Iranian Grand Ayatollah (born 1933)

Grand Ayatollah Hossein Mazaheri Isfahani (حسین مظاهری اصفهانی; born 16 November 1933) is an Iranian senior Twelver Shia Marja.
He was also a member of the Third Assembly of Experts.

==Biography==
Grand Ayatollah Hossein Mazaheri was born in Isfahan in 1933. At the age of 14, he moved to Isfahan Seminary to start his religious studies. Five years later, he moved to Qom to complete his studies. In Qom he studied in Seminars of Grand Ayatollah Boroujerdi and Imam Khomeini. Ayatollah Marashi Najafi, Allamah Tabatabei and Mohaqeq Damad were also among his teachers. He currently resides and teaches in the Seminary of Isfahan, Iran.

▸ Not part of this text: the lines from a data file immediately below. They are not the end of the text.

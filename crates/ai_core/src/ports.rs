//! Port definitions for inference engine
//!
//! Defines the traits (ports) that inference adapters must implement.

use async_trait::async_trait;
use domain::{Speaker, TranscriptEntry};
use serde::{Deserialize, Serialize};

use crate::error::InferenceError;

/// Request for inference
#[derive(Debug, Clone, Serialize, Deserialize)]
pub struct InferenceRequest {
    /// Messages in the conversation
    pub messages: Vec<InferenceMessage>,
    /// Model to use (overrides config default)
    #[serde(skip_serializing_if = "Option::is_none")]
    pub model: Option<String>,
    /// Maximum tokens to generate
    #[serde(skip_serializing_if = "Option::is_none")]
    pub max_tokens: Option<u32>,
    /// Temperature for sampling
    #[serde(skip_serializing_if = "Option::is_none")]
    pub temperature: Option<f32>,
}

/// A message in the inference request (OpenAI-compatible format)
#[derive(Debug, Clone, PartialEq, Eq, Serialize, Deserialize)]
pub struct InferenceMessage {
    pub role: String,
    pub content: String,
}

impl InferenceMessage {
    pub fn system(content: impl Into<String>) -> Self {
        Self {
            role: "system".to_string(),
            content: content.into(),
        }
    }

    pub fn user(content: impl Into<String>) -> Self {
        Self {
            role: "user".to_string(),
            content: content.into(),
        }
    }

    pub fn assistant(content: impl Into<String>) -> Self {
        Self {
            role: "assistant".to_string(),
            content: content.into(),
        }
    }
}

impl From<&TranscriptEntry> for InferenceMessage {
    fn from(entry: &TranscriptEntry) -> Self {
        match entry.speaker {
            Speaker::Caller => Self::user(entry.text.clone()),
            Speaker::Agent => Self::assistant(entry.text.clone()),
        }
    }
}

impl InferenceRequest {
    /// Create a simple single-turn request
    pub fn simple(user_message: impl Into<String>) -> Self {
        Self {
            messages: vec![InferenceMessage::user(user_message)],
            model: None,
            max_tokens: None,
            temperature: None,
        }
    }

    /// Create a request with system prompt
    pub fn with_system(system: impl Into<String>, user: impl Into<String>) -> Self {
        Self {
            messages: vec![InferenceMessage::system(system), InferenceMessage::user(user)],
            model: None,
            max_tokens: None,
            temperature: None,
        }
    }

    /// Build a request from an optional system prompt, prior lines and the
    /// current caller utterance
    pub fn conversation(
        system: Option<&str>,
        history: &[TranscriptEntry],
        user: impl Into<String>,
    ) -> Self {
        let mut messages = Vec::with_capacity(history.len() + 2);
        if let Some(system) = system {
            messages.push(InferenceMessage::system(system));
        }
        messages.extend(history.iter().map(InferenceMessage::from));
        messages.push(InferenceMessage::user(user));

        Self {
            messages,
            model: None,
            max_tokens: None,
            temperature: None,
        }
    }

    /// Set the model for this request
    #[must_use]
    pub fn with_model(mut self, model: impl Into<String>) -> Self {
        self.model = Some(model.into());
        self
    }

    /// Set the completion token limit
    #[must_use]
    pub const fn with_max_tokens(mut self, max_tokens: u32) -> Self {
        self.max_tokens = Some(max_tokens);
        self
    }

    /// Set temperature
    #[must_use]
    pub const fn with_temperature(mut self, temp: f32) -> Self {
        self.temperature = Some(temp);
        self
    }
}

/// Response from inference
#[derive(Debug, Clone, Serialize, Deserialize)]
pub struct InferenceResponse {
    /// Generated content
    pub content: String,
    /// Model that generated the response
    pub model: String,
    /// Token usage statistics
    pub usage: Option<TokenUsage>,
    /// Finish reason
    pub finish_reason: Option<String>,
}

impl InferenceResponse {
    /// Whether generation stopped at the token limit
    pub fn was_truncated(&self) -> bool {
        self.finish_reason.as_deref() == Some("length")
    }
}

/// Token usage statistics
#[derive(Debug, Clone, Copy, PartialEq, Eq, Serialize, Deserialize)]
pub struct TokenUsage {
    pub prompt_tokens: u32,
    pub completion_tokens: u32,
    pub total_tokens: u32,
}

/// Port for inference engine implementations
#[async_trait]
pub trait InferenceEngine: Send + Sync {
    /// Generate a complete response
    async fn generate(&self, request: InferenceRequest)
    -> Result<InferenceResponse, InferenceError>;

    /// Check if the inference server is healthy
    async fn health_check(&self) -> Result<bool, InferenceError>;

    /// List available models
    async fn list_models(&self) -> Result<Vec<String>, InferenceError>;

    /// Get the current default model
    fn default_model(&self) -> &str;
}
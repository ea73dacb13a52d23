//! Value Objects - Immutable, identity-less domain primitives

mod call_sid;
mod clip_id;

pub use call_sid::CallSid;
pub use clip_id::ClipId;
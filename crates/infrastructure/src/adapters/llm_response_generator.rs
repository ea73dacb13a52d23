//! Response generator adapter - Implements ResponseGeneratorPort using ai_core

use std::{fmt, sync::Arc, time::Instant};

use ai_core::{InferenceConfig, InferenceEngine, InferenceError, InferenceRequest, OpenAiChatEngine};
use application::{error::ApplicationError, ports::ResponseGeneratorPort};
use async_trait::async_trait;
use domain::TranscriptEntry;
use tracing::{debug, info, instrument, warn};

const SERVICE: &str = "response generator";

/// Writes the agent's reply with a chat-completions model
pub struct LlmResponseGenerator {
    engine: Arc<dyn InferenceEngine>,
    system_prompt: Option<String>,
    max_tokens: Option<u32>,
}

impl fmt::Debug for LlmResponseGenerator {
    fn fmt(&self, f: &mut fmt::Formatter<'_>) -> fmt::Result {
        f.debug_struct("LlmResponseGenerator")
            .field("model", &self.engine.default_model())
            .field("system_prompt", &self.system_prompt.is_some())
            .field("max_tokens", &self.max_tokens)
            .finish_non_exhaustive()
    }
}

impl LlmResponseGenerator {
    /// Wrap an existing engine
    pub fn new(engine: Arc<dyn InferenceEngine>) -> Self {
        Self {
            engine,
            system_prompt: None,
            max_tokens: None,
        }
    }

    /// Build the chat-completions engine from configuration
    pub fn from_config(config: InferenceConfig) -> Result<Self, ApplicationError> {
        let system_prompt = config.system_prompt.clone();
        let engine = OpenAiChatEngine::new(config)
            .map_err(|e| ApplicationError::Configuration(e.to_string()))?;

        let generator = Self::new(Arc::new(engine));
        Ok(match system_prompt {
            Some(prompt) => generator.with_system_prompt(prompt),
            None => generator,
        })
    }

    /// Set the system prompt sent before the conversation
    #[must_use]
    pub fn with_system_prompt(mut self, prompt: impl Into<String>) -> Self {
        self.system_prompt = Some(prompt.into());
        self
    }

    /// Override the engine's token limit
    #[must_use]
    pub const fn with_max_tokens(mut self, max_tokens: u32) -> Self {
        self.max_tokens = Some(max_tokens);
        self
    }

    fn map_error(e: InferenceError) -> ApplicationError {
        match e {
            InferenceError::Timeout(ms) => ApplicationError::UpstreamTimeout {
                service: SERVICE,
                timeout_ms: ms,
            },
            InferenceError::RateLimited => ApplicationError::RateLimited,
            other => ApplicationError::upstream(SERVICE, other.to_string()),
        }
    }
}

#[async_trait]
impl ResponseGeneratorPort for LlmResponseGenerator {
    #[instrument(skip(self, transcript, recent), fields(transcript_len = transcript.len(), history = recent.len()))]
    async fn generate(
        &self,
        transcript: &str,
        recent: &[TranscriptEntry],
    ) -> Result<String, ApplicationError> {
        let start = Instant::now();

        let mut request =
            InferenceRequest::conversation(self.system_prompt.as_deref(), recent, transcript);
        if let Some(max_tokens) = self.max_tokens {
            request = request.with_max_tokens(max_tokens);
        }

        let response = self.engine.generate(request).await.map_err(|e| {
            warn!(error = %e, "Reply generation failed");
            Self::map_error(e)
        })?;

        let reply = response.content.trim();
        if reply.is_empty() {
            return Err(ApplicationError::upstream(SERVICE, "model returned an empty reply"));
        }

        if response.was_truncated() {
            debug!("Reply hit the token limit and will be shortened for speech");
        }

        info!(
            model = %response.model,
            reply_len = reply.len(),
            elapsed_ms = start.elapsed().as_millis(),
            "Generated reply"
        );

        Ok(reply.to_string())
    }

    async fn is_healthy(&self) -> bool {
        match self.engine.health_check().await {
            Ok(healthy) => healthy,
            Err(e) => {
                warn!(error = %e, "Response generator health check failed");
                false
            },
        }
    }
}

#[cfg(test)]
mod tests {
    use ai_core::{InferenceResponse, TokenUsage};
    use mockall::{mock, predicate::function};

    use super::*;

    mock! {
        Engine {}

        #[async_trait]
        impl InferenceEngine for Engine {
            async fn generate(&self, request: InferenceRequest) -> Result<InferenceResponse, InferenceError>;
            async fn health_check(&self) -> Result<bool, InferenceError>;
            async fn list_models(&self) -> Result<Vec<String>, InferenceError>;
            fn default_model(&self) -> &str;
        }
    }

    fn reply(content: &str) -> InferenceResponse {
        InferenceResponse {
            content: content.to_string(),
            model: "test-model".to_string(),
            usage: Some(TokenUsage {
                prompt_tokens: 10,
                completion_tokens: 5,
                total_tokens: 15,
            }),
            finish_reason: Some("stop".to_string()),
        }
    }

    #[tokio::test]
    async fn builds_conversation_request() {
        let mut engine = MockEngine::new();
        engine
            .expect_generate()
            .with(function(|req: &InferenceRequest| {
                let roles: Vec<&str> = req.messages.iter().map(|m| m.role.as_str()).collect();
                roles == ["system", "user", "assistant", "user"]
                    && req.messages[3].content == "What are your hours?"
                    && req.max_tokens == Some(60)
            }))
            .times(1)
            .returning(|_| Ok(reply("  We're open nine to five.  ")));

        let generator = LlmResponseGenerator::new(Arc::new(engine))
            .with_system_prompt("Be brief")
            .with_max_tokens(60);
        let history = vec![
            TranscriptEntry::caller("Hello"),
            TranscriptEntry::agent("Hi, how can I help?"),
        ];

        let text = generator
            .generate("What are your hours?", &history)
            .await
            .unwrap();
        assert_eq!(text, "We're open nine to five.");
    }

    #[tokio::test]
    async fn empty_reply_is_upstream_error() {
        let mut engine = MockEngine::new();
        engine.expect_generate().returning(|_| Ok(reply("   ")));

        let generator = LlmResponseGenerator::new(Arc::new(engine));
        let err = generator.generate("Hi", &[]).await.unwrap_err();
        assert!(matches!(
            err,
            ApplicationError::UpstreamError { service: SERVICE, .. }
        ));
    }

    #[tokio::test]
    async fn engine_timeout_maps_to_upstream_timeout() {
        let mut engine = MockEngine::new();
        engine
            .expect_generate()
            .returning(|_| Err(InferenceError::Timeout(3500)));

        let generator = LlmResponseGenerator::new(Arc::new(engine));
        let err = generator.generate("Hi", &[]).await.unwrap_err();
        assert!(matches!(
            err,
            ApplicationError::UpstreamTimeout {
                service: SERVICE,
                timeout_ms: 3500
            }
        ));
    }

    #[tokio::test]
    async fn rate_limit_and_server_errors_map() {
        let mut engine = MockEngine::new();
        engine
            .expect_generate()
            .times(1)
            .returning(|_| Err(InferenceError::RateLimited));
        engine
            .expect_generate()
            .times(1)
            .returning(|_| Err(InferenceError::ServerError("Status 500".to_string())));

        let generator = LlmResponseGenerator::new(Arc::new(engine));
        assert!(matches!(
            generator.generate("Hi", &[]).await,
            Err(ApplicationError::RateLimited)
        ));
        assert!(matches!(
            generator.generate("Hi", &[]).await,
            Err(ApplicationError::UpstreamError { ref message, .. }) if message.contains("Status 500")
        ));
    }

    #[tokio::test]
    async fn health_reflects_engine() {
        let mut engine = MockEngine::new();
        engine.expect_health_check().times(1).returning(|| Ok(true));
        engine
            .expect_health_check()
            .times(1)
            .returning(|| Err(InferenceError::ConnectionFailed("refused".to_string())));

        let generator = LlmResponseGenerator::new(Arc::new(engine));
        assert!(generator.is_healthy().await);
        assert!(!generator.is_healthy().await);
    }

    #[test]
    fn from_config_applies_system_prompt() {
        let generator = LlmResponseGenerator::from_config(InferenceConfig::default()).unwrap();
        assert!(generator.system_prompt.is_some());

        let without = LlmResponseGenerator::from_config(InferenceConfig {
            system_prompt: None,
            ..Default::default()
        })
        .unwrap();
        assert!(without.system_prompt.is_none());
        assert!(format!("{without:?}").contains("gpt-4o-mini"));
    }
}
//! Route definitions

use axum::{
    Router,
    routing::{get, post},
};

use crate::{handlers, markup::INCOMING_PATH, state::AppState};

/// Create the main router with all routes
pub fn create_router(state: AppState) -> Router {
    Router::new()
        // Health and status endpoints
        .route("/health", get(handlers::health::health_check))
        .route("/healthz", get(handlers::health::health_check))
        .route("/ready", get(handlers::health::readiness_check))
        .route("/metrics", get(handlers::metrics::get_metrics))
        // Provider webhooks
        .route(INCOMING_PATH, post(handlers::voice::incoming))
        .route("/voice/fallback", post(handlers::voice::fallback))
        .route("/voice/status", post(handlers::voice::status))
        // Synthesized clips
        .route("/audio/{clip_id}", get(handlers::audio::get_clip))
        // Call inspection (v1)
        .route("/v1/calls", get(handlers::calls::list_calls))
        .route("/v1/calls/{call_sid}", get(handlers::calls::get_call))
        .with_state(state)
}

== Political activities ==
Before the 1979 Revolution, Hossein Mazaheri worked against the Pahlavi government and supported the creation of an Islamic government. He was a long-time member of the Society of Seminary Scholars of Qom and helped publish statements against the Pahlavi government.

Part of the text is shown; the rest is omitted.